Now that's what I call a nice bunch of longtails


----------



## Telum Pisces

Sounds like a great day. At least someone is getting out during the short weather window that we had. I think my boat is going through withdrawls just as much as I am. Thanks for the report.


----------



## jjam

Well played sir....well played indeed by all!

Look forward to the video andwhile I watched the Daytona 500 preparing a Valentine dinner for my best friend and wife,my mind was wanderingsomewheresouth of the pass.

Thanks for the report Tim and look forward to the video...

Jimmy


----------



## The Duke

Another great catch.

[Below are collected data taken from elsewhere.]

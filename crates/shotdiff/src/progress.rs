use indicatif::{ProgressBar, ProgressDrawTarget, ProgressStyle};

pub fn pairs_bar_style() -> ProgressStyle {
    ProgressStyle::with_template(
        "{prefix:<8} {bar:40.cyan/blue} {percent:>3}% {pos}/{len} pairs [{elapsed_precise}<{eta_precise}] {msg}",
    )
    .expect("invalid pairs bar template")
}

/// Progress bar over `total` pairs, drawn on stderr.
pub fn pairs_bar(total: u64) -> ProgressBar {
    let bar = ProgressBar::with_draw_target(Some(total), ProgressDrawTarget::stderr());
    bar.set_style(pairs_bar_style());
    bar.set_prefix("compare");
    bar
}
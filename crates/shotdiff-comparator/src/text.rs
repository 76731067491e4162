use std::cmp::Ordering;

use shotdiff_types::{DiffSeverity, TextBlock, TextExtraction, TextVerdict};
use thiserror::Error;

use crate::ExtractionComparator;

pub const DEFAULT_SIMILARITY_THRESHOLD: f64 = 1.0;
pub const DEFAULT_MIN_BLOCK_CHARS: usize = 2;

const MATCHED_REASON: &str = "text matches";

#[derive(Debug, Error, PartialEq)]
pub enum BandsError {
    #[error("severity threshold {name} must lie in [0, 1], got {value}")]
    OutOfRange { name: &'static str, value: f64 },
    #[error("severity thresholds must ascend: minor {minor} < moderate {moderate} < major {major}")]
    NotAscending { minor: f64, moderate: f64, major: f64 },
}

/// Upper bounds (exclusive) on `1 - similarity` for each severity band.
#[derive(Debug, Clone, Copy, PartialEq)]
pub struct SeverityBands {
    pub minor_threshold: f64,
    pub moderate_threshold: f64,
    pub major_threshold: f64,
}

impl Default for SeverityBands {
    fn default() -> Self {
        Self {
            minor_threshold: 0.05,
            moderate_threshold: 0.20,
            major_threshold: 0.50,
        }
    }
}

impl SeverityBands {
    pub fn validate(&self) -> Result<(), BandsError> {
        for (name, value) in [
            ("minor_threshold", self.minor_threshold),
            ("moderate_threshold", self.moderate_threshold),
            ("major_threshold", self.major_threshold),
        ] {
            if !(0.0..=1.0).contains(&value) {
                return Err(BandsError::OutOfRange { name, value });
            }
        }
        if self.minor_threshold < self.moderate_threshold
            && self.moderate_threshold < self.major_threshold
        {
            Ok(())
        } else {
            Err(BandsError::NotAscending {
                minor: self.minor_threshold,
                moderate: self.moderate_threshold,
                major: self.major_threshold,
            })
        }
    }

    /// A difference exactly on a threshold falls into the more severe band.
    pub fn classify(&self, difference: f64) -> DiffSeverity {
        if difference < self.minor_threshold {
            DiffSeverity::Minor
        } else if difference < self.moderate_threshold {
            DiffSeverity::Moderate
        } else if difference < self.major_threshold {
            DiffSeverity::Major
        } else {
            DiffSeverity::Severe
        }
    }
}

#[derive(Debug, Clone, PartialEq)]
pub struct TextComparatorConfig {
    pub ignore_case: bool,
    pub similarity_threshold: f64,
    pub bands: SeverityBands,
    /// Blocks with fewer characters than this are OCR noise and ignored.
    pub min_block_chars: usize,
}

impl Default for TextComparatorConfig {
    fn default() -> Self {
        Self {
            ignore_case: true,
            similarity_threshold: DEFAULT_SIMILARITY_THRESHOLD,
            bands: SeverityBands::default(),
            min_block_chars: DEFAULT_MIN_BLOCK_CHARS,
        }
    }
}

#[derive(Debug, Clone, Default)]
pub struct TextComparator {
    config: TextComparatorConfig,
}

impl TextComparator {
    pub fn new(config: TextComparatorConfig) -> Self {
        Self { config }
    }

    pub fn config(&self) -> &TextComparatorConfig {
        &self.config
    }

    fn verdict(&self, reference_text: String, candidate_text: String) -> TextVerdict {
        let identical = reference_text == candidate_text;
        let similarity = if identical {
            1.0
        } else {
            similarity_ratio(&reference_text, &candidate_text)
        };
        let matched = identical || similarity >= self.config.similarity_threshold;
        let severity = (!matched).then(|| self.config.bands.classify(1.0 - similarity));
        let reason = match severity {
            Some(severity) => severity.message().to_string(),
            None => MATCHED_REASON.to_string(),
        };
        TextVerdict {
            similarity,
            matched,
            reason,
            severity,
            reference_text,
            candidate_text,
        }
    }
}

impl ExtractionComparator for TextComparator {
    type Extraction = TextExtraction;
    type Verdict = TextVerdict;

    fn name(&self) -> &'static str {
        "text"
    }

    fn compare(&self, reference: &TextExtraction, candidate: &TextExtraction) -> TextVerdict {
        let reference_text = normalize_extraction(reference, &self.config);
        let candidate_text = normalize_extraction(candidate, &self.config);
        let verdict = self.verdict(reference_text, candidate_text);
        tracing::debug!(
            similarity = verdict.similarity,
            matched = verdict.matched,
            "text compared"
        );
        verdict
    }
}

/// Joins the blocks in reading order into one comparable string.
pub fn normalize_extraction(extraction: &TextExtraction, config: &TextComparatorConfig) -> String {
    let blocks: Vec<&TextBlock> = extraction
        .blocks
        .iter()
        .filter(|block| block.text.trim().chars().count() >= config.min_block_chars)
        .collect();
    let ordered = reading_order(blocks);
    let joined = ordered
        .iter()
        .flat_map(|block| block.text.split_whitespace())
        .collect::<Vec<_>>()
        .join(" ");
    if config.ignore_case {
        joined.to_lowercase()
    } else {
        joined
    }
}

/// Groups blocks into lines by vertical centre, then orders each line by x.
fn reading_order(mut blocks: Vec<&TextBlock>) -> Vec<&TextBlock> {
    if blocks.len() < 2 {
        return blocks;
    }
    let tolerance = line_tolerance(&blocks);
    blocks.sort_by(|a, b| {
        center_y(a)
            .partial_cmp(&center_y(b))
            .unwrap_or(Ordering::Equal)
            .then(a.bounding_box.x.cmp(&b.bounding_box.x))
    });

    let mut lines: Vec<(f64, Vec<&TextBlock>)> = Vec::new();
    for block in blocks {
        let center = center_y(block);
        match lines.last_mut() {
            Some((anchor, line)) if (center - *anchor).abs() <= tolerance => line.push(block),
            _ => lines.push((center, vec![block])),
        }
    }
    lines
        .into_iter()
        .flat_map(|(_, mut line)| {
            line.sort_by_key(|block| (block.bounding_box.x, block.bounding_box.y));
            line
        })
        .collect()
}

fn center_y(block: &TextBlock) -> f64 {
    block.bounding_box.y as f64 + block.bounding_box.height as f64 / 2.0
}

fn line_tolerance(blocks: &[&TextBlock]) -> f64 {
    let mut heights: Vec<u32> = blocks.iter().map(|b| b.bounding_box.height).collect();
    heights.sort_unstable();
    heights[heights.len() / 2] as f64 / 2.0
}

/// `2 * LCS / (|a| + |b|)` over characters; two empty strings are identical.
pub fn similarity_ratio(a: &str, b: &str) -> f64 {
    let a: Vec<char> = a.chars().collect();
    let b: Vec<char> = b.chars().collect();
    let total = a.len() + b.len();
    if total == 0 {
        return 1.0;
    }
    2.0 * lcs_len(&a, &b) as f64 / total as f64
}

fn lcs_len(a: &[char], b: &[char]) -> usize {
    let (long, short) = if a.len() >= b.len() { (a, b) } else { (b, a) };
    let mut prev = vec![0usize; short.len() + 1];
    let mut curr = vec![0usize; short.len() + 1];
    for &x in long {
        for (j, &y) in short.iter().enumerate() {
            curr[j + 1] = if x == y {
                prev[j] + 1
            } else {
                prev[j + 1].max(curr[j])
            };
        }
        std::mem::swap(&mut prev, &mut curr);
    }
    prev[short.len()]
}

Congratulations!


----------



## Runned Over

I walked the NAS seawall Sat, came home and checked the weather, and declared Sunday a fishing day!!!!

Then my boys quickly reminded me that Sunday was flag football day, and I neededto quit :reallycrying, and wait a few more weeks!!!!! :banghead I love my boys!!!!

I haven't looked at the video's yet, but I'm sure they are something to be jealous of!!!


----------



## amberj

You guys are awesome!!!!


----------



## jim t

That's IT? That's the BEST you could do on a cold day in February?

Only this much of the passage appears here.